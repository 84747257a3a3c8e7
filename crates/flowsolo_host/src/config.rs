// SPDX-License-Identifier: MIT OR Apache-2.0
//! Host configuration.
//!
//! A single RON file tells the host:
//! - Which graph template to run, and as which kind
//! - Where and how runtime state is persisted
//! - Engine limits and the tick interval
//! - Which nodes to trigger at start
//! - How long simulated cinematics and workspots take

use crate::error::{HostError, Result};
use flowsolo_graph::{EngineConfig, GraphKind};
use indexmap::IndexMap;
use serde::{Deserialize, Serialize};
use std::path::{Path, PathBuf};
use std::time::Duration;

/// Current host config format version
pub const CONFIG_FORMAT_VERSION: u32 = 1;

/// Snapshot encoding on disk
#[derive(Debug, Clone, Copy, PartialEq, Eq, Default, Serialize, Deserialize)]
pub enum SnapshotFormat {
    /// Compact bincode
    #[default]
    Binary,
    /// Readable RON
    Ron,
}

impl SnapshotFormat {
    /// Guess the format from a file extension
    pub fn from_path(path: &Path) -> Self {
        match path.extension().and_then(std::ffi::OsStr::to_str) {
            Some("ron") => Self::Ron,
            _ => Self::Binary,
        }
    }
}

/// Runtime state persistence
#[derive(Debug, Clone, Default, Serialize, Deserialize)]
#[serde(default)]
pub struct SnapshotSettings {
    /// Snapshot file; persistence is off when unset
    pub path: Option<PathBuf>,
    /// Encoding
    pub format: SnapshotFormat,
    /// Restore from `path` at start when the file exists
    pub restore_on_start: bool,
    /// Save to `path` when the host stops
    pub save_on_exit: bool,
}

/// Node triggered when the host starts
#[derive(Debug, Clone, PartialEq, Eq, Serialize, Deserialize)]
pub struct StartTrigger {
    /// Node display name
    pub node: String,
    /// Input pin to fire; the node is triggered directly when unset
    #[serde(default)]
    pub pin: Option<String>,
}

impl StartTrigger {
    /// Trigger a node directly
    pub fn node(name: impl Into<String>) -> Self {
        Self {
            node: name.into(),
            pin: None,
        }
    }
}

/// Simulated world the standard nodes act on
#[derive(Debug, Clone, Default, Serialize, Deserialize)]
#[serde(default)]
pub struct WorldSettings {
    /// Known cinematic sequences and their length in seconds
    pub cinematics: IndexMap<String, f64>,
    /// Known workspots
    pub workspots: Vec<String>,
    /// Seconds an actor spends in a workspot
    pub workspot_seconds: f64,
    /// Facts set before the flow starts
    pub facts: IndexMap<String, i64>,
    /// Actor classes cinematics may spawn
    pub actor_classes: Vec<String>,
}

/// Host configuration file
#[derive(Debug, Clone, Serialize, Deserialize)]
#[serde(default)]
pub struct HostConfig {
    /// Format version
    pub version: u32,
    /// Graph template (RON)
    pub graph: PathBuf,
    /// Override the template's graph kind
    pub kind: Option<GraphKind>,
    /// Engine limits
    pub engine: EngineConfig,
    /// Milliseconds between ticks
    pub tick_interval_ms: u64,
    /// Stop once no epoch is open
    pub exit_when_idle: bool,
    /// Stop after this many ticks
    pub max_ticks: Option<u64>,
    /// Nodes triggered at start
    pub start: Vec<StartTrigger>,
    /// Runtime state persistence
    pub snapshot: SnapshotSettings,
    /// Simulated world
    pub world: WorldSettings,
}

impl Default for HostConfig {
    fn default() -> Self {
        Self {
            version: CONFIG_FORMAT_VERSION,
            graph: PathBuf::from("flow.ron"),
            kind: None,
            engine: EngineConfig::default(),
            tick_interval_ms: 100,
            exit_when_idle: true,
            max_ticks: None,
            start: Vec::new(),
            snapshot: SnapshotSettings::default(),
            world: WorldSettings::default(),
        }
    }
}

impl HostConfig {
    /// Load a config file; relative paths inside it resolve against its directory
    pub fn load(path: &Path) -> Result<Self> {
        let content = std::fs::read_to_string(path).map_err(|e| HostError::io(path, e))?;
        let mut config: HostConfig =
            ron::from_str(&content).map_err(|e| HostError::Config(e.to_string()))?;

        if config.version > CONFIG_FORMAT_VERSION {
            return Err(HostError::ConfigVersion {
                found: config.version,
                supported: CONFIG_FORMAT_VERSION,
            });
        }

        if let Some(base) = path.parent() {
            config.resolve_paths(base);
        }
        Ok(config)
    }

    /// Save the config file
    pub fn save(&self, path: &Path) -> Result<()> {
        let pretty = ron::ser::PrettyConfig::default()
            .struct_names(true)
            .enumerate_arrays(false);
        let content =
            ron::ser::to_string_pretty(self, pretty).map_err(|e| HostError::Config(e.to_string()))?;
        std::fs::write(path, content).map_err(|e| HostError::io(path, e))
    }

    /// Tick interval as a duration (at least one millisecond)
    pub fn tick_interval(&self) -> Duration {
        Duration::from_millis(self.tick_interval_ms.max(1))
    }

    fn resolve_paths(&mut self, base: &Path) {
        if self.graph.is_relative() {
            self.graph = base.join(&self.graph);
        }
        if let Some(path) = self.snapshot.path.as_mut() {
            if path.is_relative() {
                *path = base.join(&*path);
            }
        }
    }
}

## DIRECTIONS FOR THIS TASK
Transcribe all of the records exactly.

## EXERCISE SOLUTION
repository 84747257a3a3c8e7
filename crates/flowsolo_host/src/config.rs
// SPDX-License-Identifier: MIT OR Apache-2.0
//! Host configuration.
//!
//! A single RON file tells the host:
//! - Which graph template to run, and as which kind
//! - Where and how runtime state is persisted
//! - Engine limits and the tick interval
//! - Which nodes to trigger at start
//! - How long simulated cinematics and workspots take

use crate::error::{HostError, Result};
use flowsolo_graph::{EngineConfig, GraphKind};
use indexmap::IndexMap;
use serde::{Deserialize, Serialize};
use std::path::{Path, PathBuf};
use std::time::Duration;

/// Current host config format version
pub const CONFIG_FORMAT_VERSION: u32 = 1;

/// Snapshot encoding on disk
#[derive(Debug, Clone, Copy, PartialEq, Eq, Default, Serialize, Deserialize)]
pub enum SnapshotFormat {
    /// Compact bincode
    #[default]
    Binary,
    /// Readable RON
    Ron,
}

impl SnapshotFormat {
    /// Guess the format from a file extension
    pub fn from_path(path: &Path) -> Self {
        match path.extension().and_then(std::ffi::OsStr::to_str) {
            Some("ron") => Self::Ron,
            _ => Self::Binary,
        }
    }
}

/// Runtime state persistence
#[derive(Debug, Clone, Default, Serialize, Deserialize)]
#[serde(default)]
pub struct SnapshotSettings {
    /// Snapshot file; persistence is off when unset
    pub path: Option<PathBuf>,
    /// Encoding
    pub format: SnapshotFormat,
    /// Restore from `path` at start when the file exists
    pub restore_on_start: bool,
    /// Save to `path` when the host stops
    pub save_on_exit: bool,
}

/// Node triggered when the host starts
#[derive(Debug, Clone, PartialEq, Eq, Serialize, Deserialize)]
pub struct StartTrigger {
    /// Node display name
    pub node: String,
    /// Input pin to fire; the node is triggered directly when unset
    #[serde(default)]
    pub pin: Option<String>,
}

impl StartTrigger {
    /// Trigger a node directly
    pub fn node(name: impl Into<String>) -> Self {
        Self {
            node: name.into(),
            pin: None,
        }
    }
}

/// Simulated world the standard nodes act on
#[derive(Debug, Clone, Default, Serialize, Deserialize)]
#[serde(default)]
pub struct WorldSettings {
    /// Known cinematic sequences and their length in seconds
    pub cinematics: IndexMap<String, f64>,
    /// Known workspots
    pub workspots: Vec<String>,
    /// Seconds an actor spends in a workspot
    pub workspot_seconds: f64,
    /// Facts set before the flow starts
    pub facts: IndexMap<String, i64>,
    /// Actor classes cinematics may spawn
    pub actor_classes: Vec<String>,
}

/// Host configuration file
#[derive(Debug, Clone, Serialize, Deserialize)]
#[serde(default)]
pub struct HostConfig {
    /// Format version
    pub version: u32,
    /// Graph template (RON)
    pub graph: PathBuf,
    /// Override the template's graph kind
    pub kind: Option<GraphKind>,
    /// Engine limits
    pub engine: EngineConfig,
    /// Milliseconds between ticks
    pub tick_interval_ms: u64,
    /// Stop once no epoch is open
    pub exit_when_idle: bool,
    /// Stop after this many ticks
    pub max_ticks: Option<u64>,
    /// Nodes triggered at start
    pub start: Vec<StartTrigger>,
    /// Runtime state persistence
    pub snapshot: SnapshotSettings,
    /// Simulated world
    pub world: WorldSettings,
}

impl Default for HostConfig {
    fn default() -> Self {
        Self {
            version: CONFIG_FORMAT_VERSION,
            graph: PathBuf::from("flow.ron"),
            kind: None,
            engine: EngineConfig::default(),
            tick_interval_ms: 100,
            exit_when_idle: true,
            max_ticks: None,
            start: Vec::new(),
            snapshot: SnapshotSettings::default(),
            world: WorldSettings::default(),
        }
    }
}

impl HostConfig {
    /// Load a config file; relative paths inside it resolve against its directory
    pub fn load(path: &Path) -> Result<Self> {
        let content = std::fs::read_to_string(path).map_err(|e| HostError::io(path, e))?;
        let mut config: HostConfig =
            ron::from_str(&content).map_err(|e| HostError::Config(e.to_string()))?;

        if config.version > CONFIG_FORMAT_VERSION {
            return Err(HostError::ConfigVersion {
                found: config.version,
                supported: CONFIG_FORMAT_VERSION,
            });
        }

        if let Some(base) = path.parent() {
            config.resolve_paths(base);
        }
        Ok(config)
    }

    /// Save the config file
    pub fn save(&self, path: &Path) -> Result<()> {
        let pretty = ron::ser::PrettyConfig::default()
            .struct_names(true)
            .enumerate_arrays(false);
        let content =
            ron::ser::to_string_pretty(self, pretty).map_err(|e| HostError::Config(e.to_string()))?;
        std::fs::write(path, content).map_err(|e| HostError::io(path, e))
    }

    /// Tick interval as a duration (at least one millisecond)
    pub fn tick_interval(&self) -> Duration {
        Duration::from_millis(self.tick_interval_ms.max(1))
    }

    fn resolve_paths(&mut self, base: &Path) {
        if self.graph.is_relative() {
            self.graph = base.join(&self.graph);
        }
        if let Some(path) = self.snapshot.path.as_mut() {
            if path.is_relative() {
                *path = base.join(&*path);
            }
        }
    }
}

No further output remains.